Having yours and mine money in a marriage breeds exactly the problem you have now. Suppose you go out a bit after she's graduated and back to work and you lose your job. It can take a long time to find a replacement job these days. How would you like, when she's earning more than you, if she treated you, as you are now treating her?
Here’s my suggestion.

In marriage money is 50/50. That’s usually what the law says. So structure your finances that way.

Put all of both your money in joint checking account.

Put 10%-20% in a saving account for a rainy day and for special large purchases that BOTH of you agree upon.

You should have your bills laid out so that you know which bills are paid with each pay check. For that pay period pay all the bills. Have enough money in the account for groceries, house repairs, etc that you plan on. Now there will be some money left (hopefully). The money that is left should be divided 50/50. Each of you gets 50% of your discretionary take-home pay. You can each put your 50% in your own accounts and spend it as you please. If you each have your own credit cards for personal spending, they are paid out of your personal portion.

Necessary spending, like groceries, medical bills, etc are paid prior to dividing discretionary income 50/50.

Tax returns, bonuses, etc, are handles as special windfall… 50% goes in savings, and 25% to each of you. Or you both can decide to spend a portion on something you both want and divide the remaining between savings and each other by 3rds. Of course this can be adjusted. If a bonus is HUGE, then maybe 75%-80% goes in savings or to buy something you both have wanted. And you split the rest.

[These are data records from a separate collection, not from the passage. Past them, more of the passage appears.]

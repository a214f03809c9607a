//! Database layer for the contact book.
//!
//! Handles the SQLite connection, the contacts table schema and row mapping.

mod connection;
pub mod schema;

pub use connection::{Connection, DbPath};
pub use schema::{ContactRow, Schema};
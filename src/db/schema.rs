//! Database schema and row types.

use crate::db::Connection as DbConnection;
use crate::error::Result;
use log::debug;
use rusqlite::Row;

/// Schema management for the contacts table.
pub struct Schema;

impl Schema {
    /// Name of the single table the contact book uses.
    pub const TABLE: &'static str = "contacts";

    /// Non-id column names, in canonical order.
    pub const COLUMNS: [&'static str; 8] = [
        "firstname",
        "lastname",
        "phone",
        "email",
        "streetadress",
        "zip",
        "town",
        "birthday",
    ];

    /// Create the contacts table if it does not exist yet.
    ///
    /// Safe to call on every open; an existing table and its rows are left
    /// untouched.
    pub fn init(conn: &mut DbConnection) -> Result<()> {
        conn.execute(
            "CREATE TABLE IF NOT EXISTS contacts (
                id INTEGER PRIMARY KEY AUTOINCREMENT UNIQUE NOT NULL,
                firstname VARCHAR(40) NOT NULL,
                lastname VARCHAR(40) NOT NULL,
                phone VARCHAR(15),
                email VARCHAR(40),
                streetadress VARCHAR(40),
                zip VARCHAR(5),
                town VARCHAR(40),
                birthday VARCHAR(12)
            )",
            &[],
        )?;
        debug!("ensured table {}", Self::TABLE);
        Ok(())
    }
}

/// Row representation of a contact from the database.
#[derive(Debug, Clone)]
pub struct ContactRow {
    pub id: i64,
    pub firstname: String,
    pub lastname: String,
    pub phone: Option<String>,
    pub email: Option<String>,
    pub streetadress: Option<String>,
    pub zip: Option<String>,
    pub town: Option<String>,
    pub birthday: Option<String>,
}

impl ContactRow {
    /// Create a ContactRow from a SQLite row.
    pub fn from_row(row: &Row) -> rusqlite::Result<Self> {
        Ok(Self {
            id: row.get("id")?,
            firstname: row.get("firstname")?,
            lastname: row.get("lastname")?,
            phone: row.get("phone")?,
            email: row.get("email")?,
            streetadress: row.get("streetadress")?,
            zip: row.get("zip")?,
            town: row.get("town")?,
            birthday: row.get("birthday")?,
        })
    }
}
//! Contact model and canonical field order.

use crate::db::ContactRow;
use crate::error::{Error, Result};
use serde::Serialize;

/// Number of non-id fields a contact carries.
pub const FIELD_COUNT: usize = 8;

/// Display headers for the id column followed by the canonical fields.
pub const HEADERS: [&str; FIELD_COUNT + 1] = [
    "ID",
    "First name",
    "Last name",
    "Phone",
    "Email",
    "Adress",
    "Zip code",
    "Town",
    "Birthday",
];

/// Index of each non-id field in the canonical column order.
#[derive(Debug, Clone, Copy, PartialEq, Eq)]
pub enum Field {
    FirstName = 0,
    LastName = 1,
    Phone = 2,
    Email = 3,
    StreetAddress = 4,
    ZipCode = 5,
    Town = 6,
    Birthday = 7,
}

impl Field {
    /// All fields in canonical order.
    pub const ALL: [Field; FIELD_COUNT] = [
        Field::FirstName,
        Field::LastName,
        Field::Phone,
        Field::Email,
        Field::StreetAddress,
        Field::ZipCode,
        Field::Town,
        Field::Birthday,
    ];

    /// Position of the field in the canonical order.
    pub fn index(self) -> usize {
        self as usize
    }

    /// Field at a canonical position.
    pub fn from_index(index: usize) -> Option<Self> {
        Self::ALL.get(index).copied()
    }

    /// Human-readable label, as shown in list headers.
    pub fn label(self) -> &'static str {
        HEADERS[self.index() + 1]
    }

    /// Whether the field must be non-empty when a contact is added.
    pub fn is_required(self) -> bool {
        matches!(self, Field::FirstName | Field::LastName)
    }
}

/// A contact as stored in the contacts table.
#[derive(Debug, Clone, PartialEq, Eq, Serialize)]
pub struct Contact {
    pub id: i64,
    pub firstname: String,
    pub lastname: String,
    pub phone: String,
    pub email: String,
    pub street_address: String,
    pub zip_code: String,
    pub town: String,
    pub birthday: String,
}

impl Contact {
    /// Convert a ContactRow to a Contact. Missing optional columns read as
    /// empty strings.
    pub fn from_row(row: ContactRow) -> Self {
        Self {
            id: row.id,
            firstname: row.firstname,
            lastname: row.lastname,
            phone: row.phone.unwrap_or_default(),
            email: row.email.unwrap_or_default(),
            street_address: row.streetadress.unwrap_or_default(),
            zip_code: row.zip.unwrap_or_default(),
            town: row.town.unwrap_or_default(),
            birthday: row.birthday.unwrap_or_default(),
        }
    }

    /// Non-id fields in canonical order.
    pub fn fields(&self) -> Vec<String> {
        vec![
            self.firstname.clone(),
            self.lastname.clone(),
            self.phone.clone(),
            self.email.clone(),
            self.street_address.clone(),
            self.zip_code.clone(),
            self.town.clone(),
            self.birthday.clone(),
        ]
    }

    /// Value of a single field.
    pub fn get(&self, field: Field) -> &str {
        match field {
            Field::FirstName => &self.firstname,
            Field::LastName => &self.lastname,
            Field::Phone => &self.phone,
            Field::Email => &self.email,
            Field::StreetAddress => &self.street_address,
            Field::ZipCode => &self.zip_code,
            Field::Town => &self.town,
            Field::Birthday => &self.birthday,
        }
    }
}

/// Fail unless `fields` has exactly [`FIELD_COUNT`] entries.
pub fn check_arity<S: AsRef<str>>(fields: &[S]) -> Result<()> {
    if fields.len() != FIELD_COUNT {
        return Err(Error::Validation(format!(
            "expected {FIELD_COUNT} fields, got {}",
            fields.len()
        )));
    }
    Ok(())
}

/// Check the required fields of a new contact before it is inserted.
///
/// The store itself only checks arity; this is the caller-side check for
/// first and last name.
pub fn validate_required<S: AsRef<str>>(fields: &[S]) -> Result<()> {
    check_arity(fields)?;
    for field in Field::ALL.into_iter().filter(|f| f.is_required()) {
        if fields[field.index()].as_ref().trim().is_empty() {
            return Err(Error::Validation(format!(
                "You must provide a contact's {}",
                field.label()
            )));
        }
    }
    Ok(())
}
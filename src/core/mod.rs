//! Core contact model and repository.

pub mod contact;
pub mod repository;

pub use contact::{check_arity, validate_required, Contact, Field, FIELD_COUNT, HEADERS};
pub use repository::ContactRepository;
//! Runtime configuration.

use crate::db::DbPath;
use std::path::PathBuf;

/// Default directory exported contacts are written to.
pub const DEFAULT_EXPORT_DIR: &str = "export";

/// How the values of an imported metadata block are matched to columns.
#[derive(Debug, Clone, Copy, Default, PartialEq, Eq)]
pub enum ImportMapping {
    /// Values are taken in document order and must already follow the
    /// canonical column order. Keys are ignored.
    #[default]
    Positional,
    /// Values are placed by their key; unknown keys are ignored and missing
    /// ones become empty.
    ByLabel,
}

/// Contact book configuration.
#[derive(Debug, Clone, PartialEq, Eq)]
pub struct Config {
    pub db_path: DbPath,
    pub export_dir: PathBuf,
    pub import_mapping: ImportMapping,
    /// Write an `Email` line on export. Off by default to keep the
    /// established export format.
    pub export_email: bool,
}

impl Default for Config {
    fn default() -> Self {
        Self {
            db_path: DbPath::default_path(),
            export_dir: PathBuf::from(DEFAULT_EXPORT_DIR),
            import_mapping: ImportMapping::Positional,
            export_email: false,
        }
    }
}
//! Importing contacts from metadata-block files.

use crate::codec::frontmatter::{self, Metadata};
use crate::config::ImportMapping;
use crate::core::{Contact, ContactRepository, Field, FIELD_COUNT};
use crate::error::Result;
use log::{debug, info};
use std::fs;
use std::path::Path;

/// Column a metadata key refers to, matched case-insensitively.
///
/// Accepts the export labels, the list headers and the SQL column names.
pub fn field_for_label(label: &str) -> Option<Field> {
    let field = match label.trim().to_lowercase().as_str() {
        "first name" | "firstname" => Field::FirstName,
        "last name" | "lastname" => Field::LastName,
        "phone" | "phone number" => Field::Phone,
        "email" => Field::Email,
        "adress" | "street adress" | "street address" | "streetadress" => Field::StreetAddress,
        "zip code" | "zip" => Field::ZipCode,
        "town" => Field::Town,
        "birthday" => Field::Birthday,
        _ => return None,
    };
    Some(field)
}

/// Turn a parsed metadata block into a field list for
/// [`ContactRepository::insert`].
///
/// With [`ImportMapping::Positional`] the values come out in document order
/// with no check on their number; a wrong count is rejected by the insert.
pub fn fields_from_metadata(metadata: &Metadata, mapping: ImportMapping) -> Vec<String> {
    match mapping {
        ImportMapping::Positional => metadata.values().cloned().collect(),
        ImportMapping::ByLabel => {
            let mut fields = vec![String::new(); FIELD_COUNT];
            for (key, value) in metadata {
                match field_for_label(key) {
                    Some(field) => fields[field.index()] = value.clone(),
                    None => debug!("ignoring unknown key {key:?}"),
                }
            }
            fields
        }
    }
}

/// Parse a metadata-block document and insert it as a new contact.
pub fn import_bytes(
    repo: &mut ContactRepository,
    bytes: &[u8],
    mapping: ImportMapping,
) -> Result<Contact> {
    let metadata = frontmatter::parse(bytes)?;
    let fields = fields_from_metadata(&metadata, mapping);
    repo.insert(&fields)
}

/// Import a single file.
pub fn import_file(
    repo: &mut ContactRepository,
    path: &Path,
    mapping: ImportMapping,
) -> Result<Contact> {
    let bytes = fs::read(path)?;
    let contact = import_bytes(repo, &bytes, mapping)?;
    info!("imported contact #{} from {}", contact.id, path.display());
    Ok(contact)
}

/// Import files in order, stopping at the first failure.
///
/// Contacts imported before the failing file are kept.
pub fn import_files<P: AsRef<Path>>(
    repo: &mut ContactRepository,
    paths: &[P],
    mapping: ImportMapping,
) -> Result<Vec<Contact>> {
    let mut imported = Vec::with_capacity(paths.len());
    for path in paths {
        imported.push(import_file(repo, path.as_ref(), mapping)?);
    }
    Ok(imported)
}
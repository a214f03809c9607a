//! contacts - local contact book
//!
//! Command-line front end over the SQLite-backed contact store.

use std::io::Write;

fn main() {
    env_logger::Builder::from_env(env_logger::Env::default().default_filter_or("warn"))
        .format(|buf, record| {
            writeln!(
                buf,
                "{} [{}] - {}",
                chrono::Local::now().format("%Y-%m-%d %H:%M:%S"),
                record.level(),
                record.args()
            )
        })
        .init();

    if let Err(e) = contacts::cli::run() {
        eprintln!("Error: {e}");
        std::process::exit(1);
    }
}
//! Contact repository - the CRUD façade over the contacts table.
//!
//! Rows can be addressed two ways: by listing position (the row a user has
//! selected in the current listing) or by id. Positions are only stable
//! until the next insert or delete; callers that hold on to a row should map
//! it to an id with [`ContactRepository::id_at`] first.

use crate::core::contact::{check_arity, Contact, Field, FIELD_COUNT};
use crate::db::{schema::ContactRow, Connection, Schema};
use crate::error::{Error, Result};
use log::debug;

/// Contact repository.
pub struct ContactRepository {
    conn: Connection,
}

impl ContactRepository {
    /// Build a repository over an already opened database handle.
    pub fn new(conn: Connection) -> Self {
        Self { conn }
    }

    /// Open an in-memory repository for testing.
    pub fn open_in_memory() -> Result<Self> {
        Ok(Self::new(Connection::open_in_memory()?))
    }

    /// Get the underlying connection.
    #[cfg(test)]
    fn conn(&mut self) -> &mut Connection {
        &mut self.conn
    }

    /// All contacts in storage order.
    pub fn list(&mut self) -> Result<Vec<Contact>> {
        let rows = self
            .conn
            .query("SELECT * FROM contacts ORDER BY id", &[], ContactRow::from_row)?;
        Ok(rows.into_iter().map(Contact::from_row).collect())
    }

    /// Number of stored contacts.
    pub fn count(&mut self) -> Result<usize> {
        let count: i64 = self
            .conn
            .query_row("SELECT COUNT(*) FROM contacts", &[], |r| r.get(0))?;
        Ok(count as usize)
    }

    /// Append a new contact from its eight fields in canonical order.
    ///
    /// Only the arity is checked; required fields are the caller's concern
    /// (see [`crate::core::validate_required`]).
    pub fn insert<S: AsRef<str>>(&mut self, fields: &[S]) -> Result<Contact> {
        check_arity(fields)?;
        let values: Vec<&str> = fields.iter().map(|f| f.as_ref()).collect();
        let params: Vec<&dyn rusqlite::ToSql> =
            values.iter().map(|v| v as &dyn rusqlite::ToSql).collect();

        self.conn.execute(
            &format!(
                "INSERT INTO contacts ({}) VALUES ({})",
                Schema::COLUMNS.join(", "),
                vec!["?"; FIELD_COUNT].join(", ")
            ),
            &params,
        )?;

        let id = self.conn.last_insert_rowid();
        debug!("inserted contact #{id}");
        self.get(id)
    }

    /// Get a contact by id.
    pub fn get(&mut self, id: i64) -> Result<Contact> {
        let row = self
            .conn
            .query_row(
                "SELECT * FROM contacts WHERE id = ?",
                &[&id as &dyn rusqlite::ToSql],
                ContactRow::from_row,
            )
            .map_err(|e| match e {
                Error::Db(rusqlite::Error::QueryReturnedNoRows) => Error::NotFound(id),
                other => other,
            })?;

        Ok(Contact::from_row(row))
    }

    /// Id of the contact at `position` in the current listing.
    pub fn id_at(&mut self, position: usize) -> Result<i64> {
        let offset = i64::try_from(position).unwrap_or(i64::MAX);
        let ids: Vec<i64> = self.conn.query(
            "SELECT id FROM contacts ORDER BY id LIMIT 1 OFFSET ?",
            &[&offset as &dyn rusqlite::ToSql],
            |r| r.get(0),
        )?;

        match ids.first() {
            Some(&id) => Ok(id),
            None => Err(Error::Index {
                position,
                len: self.count()?,
            }),
        }
    }

    /// Non-id fields of the contact at `position`, in canonical order.
    pub fn retrieve(&mut self, position: usize) -> Result<Vec<String>> {
        let id = self.id_at(position)?;
        Ok(self.get(id)?.fields())
    }

    /// Remove the contact at `position` in the current listing.
    pub fn delete(&mut self, position: usize) -> Result<()> {
        let id = self.id_at(position)?;
        self.delete_by_id(id)
    }

    /// Remove a contact by id.
    pub fn delete_by_id(&mut self, id: i64) -> Result<()> {
        let removed = self.conn.execute(
            "DELETE FROM contacts WHERE id = ?",
            &[&id as &dyn rusqlite::ToSql],
        )?;
        if removed == 0 {
            return Err(Error::NotFound(id));
        }
        debug!("deleted contact #{id}");
        Ok(())
    }

    /// Overwrite one field of a contact in place.
    ///
    /// `column` is the canonical field index (0 = first name); the id is
    /// not addressable.
    pub fn update_field(&mut self, id: i64, column: usize, value: &str) -> Result<Contact> {
        let field = Field::from_index(column).ok_or_else(|| {
            Error::Validation(format!(
                "column {column} is not editable (expected 0..{FIELD_COUNT})"
            ))
        })?;

        let updated = self.conn.execute(
            &format!(
                "UPDATE contacts SET {} = ? WHERE id = ?",
                Schema::COLUMNS[field.index()]
            ),
            &[
                &value as &dyn rusqlite::ToSql,
                &id as &dyn rusqlite::ToSql,
            ],
        )?;
        if updated == 0 {
            return Err(Error::NotFound(id));
        }
        debug!("updated {} of contact #{id}", field.label());
        self.get(id)
    }
}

If you had children, then the discretionary funds are divided 33/33/33 or something like that so that there is $$ to pay for child activities, toys, etc.

The idea is that you both, as a family, needs to have savings, pay your bills and have spending money that you do not need to beg or justify to each other. If she wants to buy you an Xmas present she should have the money to do so without begging you for it.

Education is a special case. It’s an investment for the person getting the education. Unfortunately it’s very usual for a person to leave their marriage once they obtain a new level of education. I went through this with my son’s father. I put him through medical school and contributed financially through residency. He asked for a divorce the month his residency ended. He no longer needed me according to him. This is very common.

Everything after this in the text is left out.